Critique de film et interview. C’est l’histoire d’un microcosme, d’un petit groupe d’industriels, de mini-titans qui se sont déchiré durant les années 1980 pour obtenir une part du gâteau audiovisuel français. Plus habitués à entendre les sourds échos de la guérilla que mènent les starlettes du petit écran entre elles, les téléspectateurs découvrent d’étonnantes histoires secrètes grâce à ce document en béton. Ses auteurs, Marie-Ève Chamard et Philippe Kieffer, évoquent ici leur travail.
÷
Tous deux journalistes à Libération durant 10 ans, ces spécialistes des médias que sont Marie-Ève Chamard et Philippe Kieffer ont été aux premières loges pour assister au grand chambardement qu’a connu le paysage audiovisuel français à partir de l’élection de François Mitterrand.
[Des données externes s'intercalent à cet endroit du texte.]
//! Main harvester service that ties all components together.
//!
//! The run is a bounded fan-out/fan-in pipeline:
//!
//! ```text
//! walker ──work queue──▶ worker-00 … worker-NN ──results──▶ writer ──done──▶ coordinator
//! ```
//!
//! The three channels are the only shared state. Shutdown is strictly ordered:
//! close the work queue, join the workers, close the results channel, wait for
//! the writer's done signal. Records reach the sink in completion order, which
//! generally differs from listing order.

use std::io::Write;
use std::sync::Arc;
use std::thread;
use std::time::Instant;

use crossbeam_channel::bounded;
use indicatif::ProgressBar;

use crate::config::{Endpoint, HarvestConfig};
use crate::error::{HarvesterError, Result};
use crate::http::{ReqwestTransport, RetryingFetcher, Transport};
use crate::paginate::PaginationWalker;
use crate::retry::TransportRetry;
use crate::types::{FetchResult, HarvestSummary, WorkItem, WorkerStats, WriterReport};
use crate::worker::{RecordBackoff, Worker};
use crate::writer::ResultWriter;

/// Harvests one repository endpoint.
pub struct Harvester {
    endpoint: Endpoint,
    config: HarvestConfig,
    transport: Arc<dyn Transport>,
    progress: ProgressBar,
}

impl Harvester {
    /// Create a harvester that talks HTTP through `reqwest`.
    pub fn new(endpoint: Endpoint, config: HarvestConfig) -> Result<Self> {
        config.validate()?;
        let transport = ReqwestTransport::new(config.http_timeout)?;
        Self::with_transport(endpoint, config, Arc::new(transport))
    }

    /// Create a harvester on top of a custom transport.
    pub fn with_transport(
        endpoint: Endpoint,
        config: HarvestConfig,
        transport: Arc<dyn Transport>,
    ) -> Result<Self> {
        config.validate()?;
        Ok(Self {
            endpoint,
            config,
            transport,
            progress: ProgressBar::hidden(),
        })
    }

    /// Report pages and written records on a progress bar.
    pub fn with_progress(mut self, progress: ProgressBar) -> Self {
        self.progress = progress;
        self
    }

    #[must_use]
    pub fn endpoint(&self) -> &Endpoint {
        &self.endpoint
    }

    #[must_use]
    pub fn config(&self) -> &HarvestConfig {
        &self.config
    }

    /// Harvest every record of the endpoint into `sink`.
    ///
    /// Returns the first fatal error: a listing page that could not be walked,
    /// a failing sink, or (unless best-effort mode is on) a record that could
    /// not be fetched within its time budget.
    ///
    /// A pagination failure stops the listing at once, but identifiers already
    /// on the queue are still fetched and written before the error is returned.
    pub fn run<W: Write + Send>(&self, sink: W) -> Result<HarvestSummary> {
        let started = Instant::now();
        let retry = TransportRetry::new(self.config.max_retries, self.config.retry_base_delay);
        let backoff = RecordBackoff::from_config(&self.config);
        let transport: &dyn Transport = self.transport.as_ref();
        let format = self.config.format.as_str();

        tracing::info!(
            endpoint = %self.endpoint.as_str(),
            format,
            workers = self.config.workers,
            best_effort = self.config.best_effort,
            "starting harvest"
        );

        let (queue_tx, queue_rx) = bounded::<WorkItem>(self.config.queue_capacity());
        let (results_tx, results_rx) = bounded::<FetchResult>(self.config.workers);
        let (done_tx, done_rx) = bounded::<Result<WriterReport>>(1);

        thread::scope(|scope| {
            let mut workers = Vec::with_capacity(self.config.workers);
            for i in 0..self.config.workers {
                let name = format!("worker-{i:02}");
                let fetcher = RetryingFetcher::new(transport, retry, name.as_str());
                let worker = Worker::new(name.as_str(), &self.endpoint, format, fetcher, backoff);
                let queue = queue_rx.clone();
                let results = results_tx.clone();
                let handle = thread::Builder::new()
                    .name(name.clone())
                    .spawn_scoped(scope, move || worker.run(queue, results))
                    .map_err(|source| HarvesterError::Spawn { name, source })?;
                workers.push(handle);
            }
            // Workers hold the only receivers of the queue and senders of the results.
            drop(queue_rx);
            drop(results_tx);

            let writer = ResultWriter::new(sink, self.config.best_effort)
                .with_progress(self.progress.clone());
            let writer_handle = thread::Builder::new()
                .name("writer".to_string())
                .spawn_scoped(scope, move || writer.run(results_rx, done_tx))
                .map_err(|source| HarvesterError::Spawn {
                    name: "writer".to_string(),
                    source,
                })?;

            let walker = PaginationWalker::new(
                &self.endpoint,
                format,
                RetryingFetcher::new(transport, retry, "main"),
            )
            .with_progress(self.progress.clone());
            let pagination = walker.walk(&queue_tx);

            tracing::debug!("shutting down workers");
            drop(queue_tx);

            let mut worker_stats = WorkerStats::default();
            let mut worker_panicked = false;
            for handle in workers {
                match handle.join() {
                    Ok(stats) => worker_stats += stats,
                    Err(_) => worker_panicked = true,
                }
            }

            // All result senders are gone now, so the writer finishes its drain.
            let writer_outcome = done_rx.recv();
            if writer_handle.join().is_err() {
                return Err(HarvesterError::ThreadPanicked("writer"));
            }
            let writer_outcome =
                writer_outcome.map_err(|_| HarvesterError::ThreadPanicked("writer"))?;

            let pagination = pagination?;
            let report = writer_outcome?;
            if worker_panicked {
                return Err(HarvesterError::ThreadPanicked("worker"));
            }

            let summary = HarvestSummary {
                pages: pagination.pages,
                identifiers: pagination.identifiers,
                written: report.written,
                skipped: worker_stats.skipped,
                failed: report.failed,
                bytes: report.bytes,
                elapsed: started.elapsed(),
            };

            tracing::info!(
                identifiers = summary.identifiers,
                requests = summary.pages,
                written = summary.written,
                skipped = summary.skipped,
                failed = summary.failed,
                elapsed = ?summary.elapsed,
                "harvest finished"
            );

            Ok(summary)
        })
    }
}
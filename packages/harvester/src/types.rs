//! Messages passed between the harvest stages, and run statistics.

use std::time::Duration;

use crate::error::HarvesterError;

/// One identifier waiting to be fetched.
#[derive(Debug, Clone, PartialEq, Eq)]
pub struct WorkItem {
    pub identifier: String,
}

impl WorkItem {
    pub fn new(identifier: impl Into<String>) -> Self {
        Self {
            identifier: identifier.into(),
        }
    }
}

/// Outcome of fetching one identifier.
#[derive(Debug)]
pub enum FetchResult {
    /// Raw response body of the `GetRecord` request.
    Record { identifier: String, payload: Vec<u8> },
    /// The record could not be fetched within its time budget.
    Failed {
        identifier: String,
        error: HarvesterError,
    },
}

impl FetchResult {
    #[must_use]
    pub fn identifier(&self) -> &str {
        match self {
            Self::Record { identifier, .. } | Self::Failed { identifier, .. } => identifier,
        }
    }
}

/// Counters a worker reports when it shuts down.
#[derive(Debug, Clone, Copy, Default, PartialEq, Eq)]
pub struct WorkerStats {
    pub fetched: usize,
    /// Identifiers the repository no longer knows.
    pub skipped: usize,
    pub failed: usize,
}

impl std::ops::AddAssign for WorkerStats {
    fn add_assign(&mut self, other: Self) {
        self.fetched += other.fetched;
        self.skipped += other.skipped;
        self.failed += other.failed;
    }
}

/// What the writer did with the results it received.
#[derive(Debug, Clone, Copy, Default, PartialEq, Eq)]
pub struct WriterReport {
    pub written: usize,
    pub failed: usize,
    pub bytes: u64,
}

/// Statistics of a completed harvest.
#[derive(Debug, Clone, Default, PartialEq, Eq)]
pub struct HarvestSummary {
    /// `ListIdentifiers` requests issued.
    pub pages: usize,
    /// Identifiers discovered and queued.
    pub identifiers: usize,
    /// Records written to the sink.
    pub written: usize,
    pub skipped: usize,
    pub failed: usize,
    pub bytes: u64,
    pub elapsed: Duration,
}
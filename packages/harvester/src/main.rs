//! CLI entry point for the harvester.

use clap::Parser;
use oai_harvester::cli::{self, Cli};
use tracing_subscriber::EnvFilter;

fn main() {
    let cli = Cli::parse();

    // WARN by default, DEBUG with --verbose; RUST_LOG wins over both.
    let default_level = if cli.verbose { "debug" } else { "warn" };
    tracing_subscriber::fmt()
        .with_env_filter(
            EnvFilter::try_from_default_env().unwrap_or_else(|_| EnvFilter::new(default_level)),
        )
        .with_writer(std::io::stderr)
        .with_target(false)
        .init();

    if let Err(e) = cli::run(cli) {
        eprintln!("Error: {e}");
        std::process::exit(1);
    }
}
En 1992, ils ont publié La Télé, 10 ans d’histoires secrètes (Flammarion), un ouvrage de référence. Comment adapter ces 700 pages alertes, quoique riches en données techniques et macro-économiques, en trois heures de documentaire ? Grâce au réalisateur Maurice Dugowson et au monteur Fabrice Ferrari, la métamorphose de l’imposant pavé en un film accrocheur est réussie.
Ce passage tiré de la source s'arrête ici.